> _Input records_:

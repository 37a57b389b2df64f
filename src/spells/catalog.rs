//! Spell catalog for definition lookup.

use rustc_hash::FxHashMap;
use serde_json::Value;
use tracing::debug;

use crate::core::{ConfigError, SpellId};
use crate::effects::{EffectRegistry, LoadReport};

use super::definition::SpellDefinition;

/// Spell definitions keyed by id.
///
/// ## Example
///
/// ```
/// use spell_engine::core::{AimType, SpellId};
/// use spell_engine::spells::{SpellCatalog, SpellDefinition};
///
/// let mut catalog = SpellCatalog::new();
/// catalog
///     .register(SpellDefinition::new(SpellId::CURE, "Cure", AimType::Creature))
///     .unwrap();
///
/// assert_eq!(catalog.get(SpellId::CURE).unwrap().name, "Cure");
/// assert!(catalog
///     .register(SpellDefinition::new(SpellId::CURE, "Cure again", AimType::Creature))
///     .is_err());
/// ```
#[derive(Debug, Default)]
pub struct SpellCatalog {
    spells: FxHashMap<SpellId, SpellDefinition>,
}

impl SpellCatalog {
    #[must_use]
    pub fn new() -> Self {
        Self::default()
    }

    /// Add a definition. An id can only be registered once.
    pub fn register(&mut self, spell: SpellDefinition) -> Result<(), ConfigError> {
        if self.spells.contains_key(&spell.id) {
            return Err(ConfigError::DuplicateSpell { id: spell.id });
        }
        debug!(spell = %spell.id, name = %spell.name, "registered spell");
        self.spells.insert(spell.id, spell);
        Ok(())
    }

    /// Load a JSON array of definitions.
    ///
    /// Stops at the first malformed or duplicate definition. Skipped effect
    /// entries are collected across all spells.
    pub fn load_json(&mut self, registry: &EffectRegistry, config: &Value) -> Result<LoadReport, ConfigError> {
        let spells = config.as_array().ok_or_else(|| ConfigError::NotAnArray {
            context: "spell catalog".to_string(),
        })?;

        let mut report = LoadReport::default();
        for entry in spells {
            let (spell, spell_report) = SpellDefinition::from_json(registry, entry)?;
            self.register(spell)?;
            report.loaded += spell_report.loaded;
            report.skipped.extend(spell_report.skipped);
        }
        Ok(report)
    }

    #[must_use]
    pub fn get(&self, id: SpellId) -> Option<&SpellDefinition> {
        self.spells.get(&id)
    }

    #[must_use]
    pub fn contains(&self, id: SpellId) -> bool {
        self.spells.contains_key(&id)
    }

    #[must_use]
    pub fn len(&self) -> usize {
        self.spells.len()
    }

    #[must_use]
    pub fn is_empty(&self) -> bool {
        self.spells.is_empty()
    }

    /// Iterate over all definitions, in no particular order.
    pub fn iter(&self) -> impl Iterator<Item = &SpellDefinition> {
        self.spells.values()
    }
}

#[cfg(test)]
mod tests {
    use super::*;
    use crate::core::AimType;
    use serde_json::json;

    #[test]
    fn test_duplicate_rejected() {
        let mut catalog = SpellCatalog::new();
        catalog
            .register(SpellDefinition::new(SpellId::DISPEL, "Dispel", AimType::Creature))
            .unwrap();

        let err = catalog
            .register(SpellDefinition::new(SpellId::DISPEL, "Other", AimType::NoTarget))
            .unwrap_err();
        assert!(matches!(err, ConfigError::DuplicateSpell { id } if id == SpellId::DISPEL));
        assert_eq!(catalog.get(SpellId::DISPEL).unwrap().name, "Dispel");
        assert_eq!(catalog.len(), 1);
    }

    #[test]
    fn test_load_array() {
        let registry = EffectRegistry::with_builtin_effects();
        let mut catalog = SpellCatalog::new();

        let report = catalog
            .load_json(
                &registry,
                &json!([
                    { "id": 15, "name": "Magic Arrow", "targetType": "CREATURE",
                      "levels": { "basic": { "battleEffects": { "arrow": { "type": "damage" } } } } },
                    { "id": 35, "name": "Dispel", "targetType": "CREATURE",
                      "levels": { "basic": { "battleEffects": {
                          "dispel": { "type": "dispel" },
                          "junk": { "type": "teleport" }
                      } } } }
                ]),
            )
            .unwrap();

        assert_eq!(catalog.len(), 2);
        assert_eq!(report.loaded, 2);
        assert_eq!(report.skipped.len(), 1);
        assert!(catalog.contains(SpellId::MAGIC_ARROW));
        assert_eq!(catalog.iter().count(), 2);
    }

    #[test]
    fn test_load_rejects_non_array() {
        let registry = EffectRegistry::with_builtin_effects();
        let mut catalog = SpellCatalog::new();
        let err = catalog.load_json(&registry, &json!({})).unwrap_err();
        assert!(matches!(err, ConfigError::NotAnArray { .. }));
        assert!(catalog.is_empty());
    }
}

> _Problem description_: Find the word "definitions" in the listing above, then copy each line where it turns up.

> _Result_:
/// Spell definitions keyed by id.
    /// Load a JSON array of definitions.
    /// Iterate over all definitions, in no particular order.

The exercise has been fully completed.